An exact, complete copy of the data that follows is needed.
BEGIN Task data
//! Board administration domain services.

use std::sync::Arc;

use async_trait::async_trait;
use chrono::Utc;

use crate::domain::authorization::ensure_org_admin;
use crate::domain::ports::{
    BoardCommand, BoardQuery, BoardRepository, BoardRepositoryError, CreateBoardRequest,
    OrganizationRepository, OrganizationRepositoryError, UserRepository,
};
use crate::domain::{Board, BoardId, Error, OrganizationId, UserId};

/// Governance service implementing the board driving ports.
#[derive(Clone)]
pub struct BoardService<O, B, U> {
    orgs: Arc<O>,
    boards: Arc<B>,
    users: Arc<U>,
}

impl<O, B, U> BoardService<O, B, U> {
    /// Create a new service over the given repositories.
    pub fn new(orgs: Arc<O>, boards: Arc<B>, users: Arc<U>) -> Self {
        Self { orgs, boards, users }
    }
}

impl<O, B, U> BoardService<O, B, U>
where
    O: OrganizationRepository,
    B: BoardRepository,
    U: UserRepository,
{
    fn map_org_error(error: OrganizationRepositoryError) -> Error {
        match error {
            OrganizationRepositoryError::Connection { message } => Error::service_unavailable(
                format!("organization repository unavailable: {message}"),
            ),
            OrganizationRepositoryError::Query { message } => {
                Error::internal(format!("organization repository error: {message}"))
            }
        }
    }

    fn map_board_error(error: BoardRepositoryError) -> Error {
        match error {
            BoardRepositoryError::Connection { message } => {
                Error::service_unavailable(format!("board repository unavailable: {message}"))
            }
            BoardRepositoryError::Query { message } => {
                Error::internal(format!("board repository error: {message}"))
            }
        }
    }

    async fn require_active_org(&self, org_id: &OrganizationId) -> Result<(), Error> {
        let organization = self
            .orgs
            .find_by_id(org_id)
            .await
            .map_err(Self::map_org_error)?
            .ok_or_else(|| Error::not_found("organization not found"))?;
        if organization.is_archived() {
            return Err(Error::not_found("organization not found"));
        }
        Ok(())
    }
}

#[async_trait]
impl<O, B, U> BoardCommand for BoardService<O, B, U>
where
    O: OrganizationRepository,
    B: BoardRepository,
    U: UserRepository,
{
    async fn create_board(&self, request: CreateBoardRequest) -> Result<Board, Error> {
        self.require_active_org(&request.organization_id).await?;
        ensure_org_admin(
            self.orgs.as_ref(),
            self.users.as_ref(),
            &request.organization_id,
            &request.actor,
        )
        .await?;

        let board = Board::create(
            BoardId::random(),
            request.organization_id,
            request.name,
            request.general,
            request.actor,
            Utc::now(),
        )
        .map_err(|err| Error::invalid_request(err.to_string()))?;

        self.boards
            .save(&board)
            .await
            .map_err(Self::map_board_error)?;
        Ok(board)
    }

    async fn archive_board(&self, board_id: &BoardId, actor: &UserId) -> Result<Board, Error> {
        let mut board = self
            .boards
            .find_by_id(board_id)
            .await
            .map_err(Self::map_board_error)?
            .ok_or_else(|| Error::not_found("board not found"))?;

        let org_id = *board.organization_id();
        ensure_org_admin(self.orgs.as_ref(), self.users.as_ref(), &org_id, actor).await?;

        board
            .archive(Utc::now())
            .map_err(|err| Error::conflict(err.to_string()))?;
        self.boards
            .save(&board)
            .await
            .map_err(Self::map_board_error)?;
        Ok(board)
    }
}

#[async_trait]
impl<O, B, U> BoardQuery for BoardService<O, B, U>
where
    O: OrganizationRepository,
    B: BoardRepository,
    U: UserRepository,
{
    async fn list_boards(
        &self,
        org_id: &OrganizationId,
        actor: &UserId,
    ) -> Result<Vec<Board>, Error> {
        self.require_active_org(org_id).await?;
        ensure_org_admin(self.orgs.as_ref(), self.users.as_ref(), org_id, actor).await?;

        self.boards
            .list_for_organization(org_id)
            .await
            .map_err(Self::map_board_error)
    }
}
END Task data
= Response to the exercise =
//! Board administration domain services.

use std::sync::Arc;

use async_trait::async_trait;
use chrono::Utc;

use crate::domain::authorization::ensure_org_admin;
use crate::domain::ports::{
    BoardCommand, BoardQuery, BoardRepository, BoardRepositoryError, CreateBoardRequest,
    OrganizationRepository, OrganizationRepositoryError, UserRepository,
};
use crate::domain::{Board, BoardId, Error, OrganizationId, UserId};

/// Governance service implementing the board driving ports.
#[derive(Clone)]
pub struct BoardService<O, B, U> {
    orgs: Arc<O>,
    boards: Arc<B>,
    users: Arc<U>,
}

impl<O, B, U> BoardService<O, B, U> {
    /// Create a new service over the given repositories.
    pub fn new(orgs: Arc<O>, boards: Arc<B>, users: Arc<U>) -> Self {
        Self { orgs, boards, users }
    }
}

impl<O, B, U> BoardService<O, B, U>
where
    O: OrganizationRepository,
    B: BoardRepository,
    U: UserRepository,
{
    fn map_org_error(error: OrganizationRepositoryError) -> Error {
        match error {
            OrganizationRepositoryError::Connection { message } => Error::service_unavailable(
                format!("organization repository unavailable: {message}"),
            ),
            OrganizationRepositoryError::Query { message } => {
                Error::internal(format!("organization repository error: {message}"))
            }
        }
    }

    fn map_board_error(error: BoardRepositoryError) -> Error {
        match error {
            BoardRepositoryError::Connection { message } => {
                Error::service_unavailable(format!("board repository unavailable: {message}"))
            }
            BoardRepositoryError::Query { message } => {
                Error::internal(format!("board repository error: {message}"))
            }
        }
    }

    async fn require_active_org(&self, org_id: &OrganizationId) -> Result<(), Error> {
        let organization = self
            .orgs
            .find_by_id(org_id)
            .await
            .map_err(Self::map_org_error)?
            .ok_or_else(|| Error::not_found("organization not found"))?;
        if organization.is_archived() {
            return Err(Error::not_found("organization not found"));
        }
        Ok(())
    }
}

#[async_trait]
impl<O, B, U> BoardCommand for BoardService<O, B, U>
where
    O: OrganizationRepository,
    B: BoardRepository,
    U: UserRepository,
{
    async fn create_board(&self, request: CreateBoardRequest) -> Result<Board, Error> {
        self.require_active_org(&request.organization_id).await?;
        ensure_org_admin(
            self.orgs.as_ref(),
            self.users.as_ref(),
            &request.organization_id,
            &request.actor,
        )
        .await?;

        let board = Board::create(
            BoardId::random(),
            request.organization_id,
            request.name,
            request.general,
            request.actor,
            Utc::now(),
        )
        .map_err(|err| Error::invalid_request(err.to_string()))?;

        self.boards
            .save(&board)
            .await
            .map_err(Self::map_board_error)?;
        Ok(board)
    }

    async fn archive_board(&self, board_id: &BoardId, actor: &UserId) -> Result<Board, Error> {
        let mut board = self
            .boards
            .find_by_id(board_id)
            .await
            .map_err(Self::map_board_error)?
            .ok_or_else(|| Error::not_found("board not found"))?;

        let org_id = *board.organization_id();
        ensure_org_admin(self.orgs.as_ref(), self.users.as_ref(), &org_id, actor).await?;

        board
            .archive(Utc::now())
            .map_err(|err| Error::conflict(err.to_string()))?;
        self.boards
            .save(&board)
            .await
            .map_err(Self::map_board_error)?;
        Ok(board)
    }
}

#[async_trait]
impl<O, B, U> BoardQuery for BoardService<O, B, U>
where
    O: OrganizationRepository,
    B: BoardRepository,
    U: UserRepository,
{
    async fn list_boards(
        &self,
        org_id: &OrganizationId,
        actor: &UserId,
    ) -> Result<Vec<Board>, Error> {
        self.require_active_org(org_id).await?;
        ensure_org_admin(self.orgs.as_ref(), self.users.as_ref(), org_id, actor).await?;

        self.boards
            .list_for_organization(org_id)
            .await
            .map_err(Self::map_board_error)
    }
}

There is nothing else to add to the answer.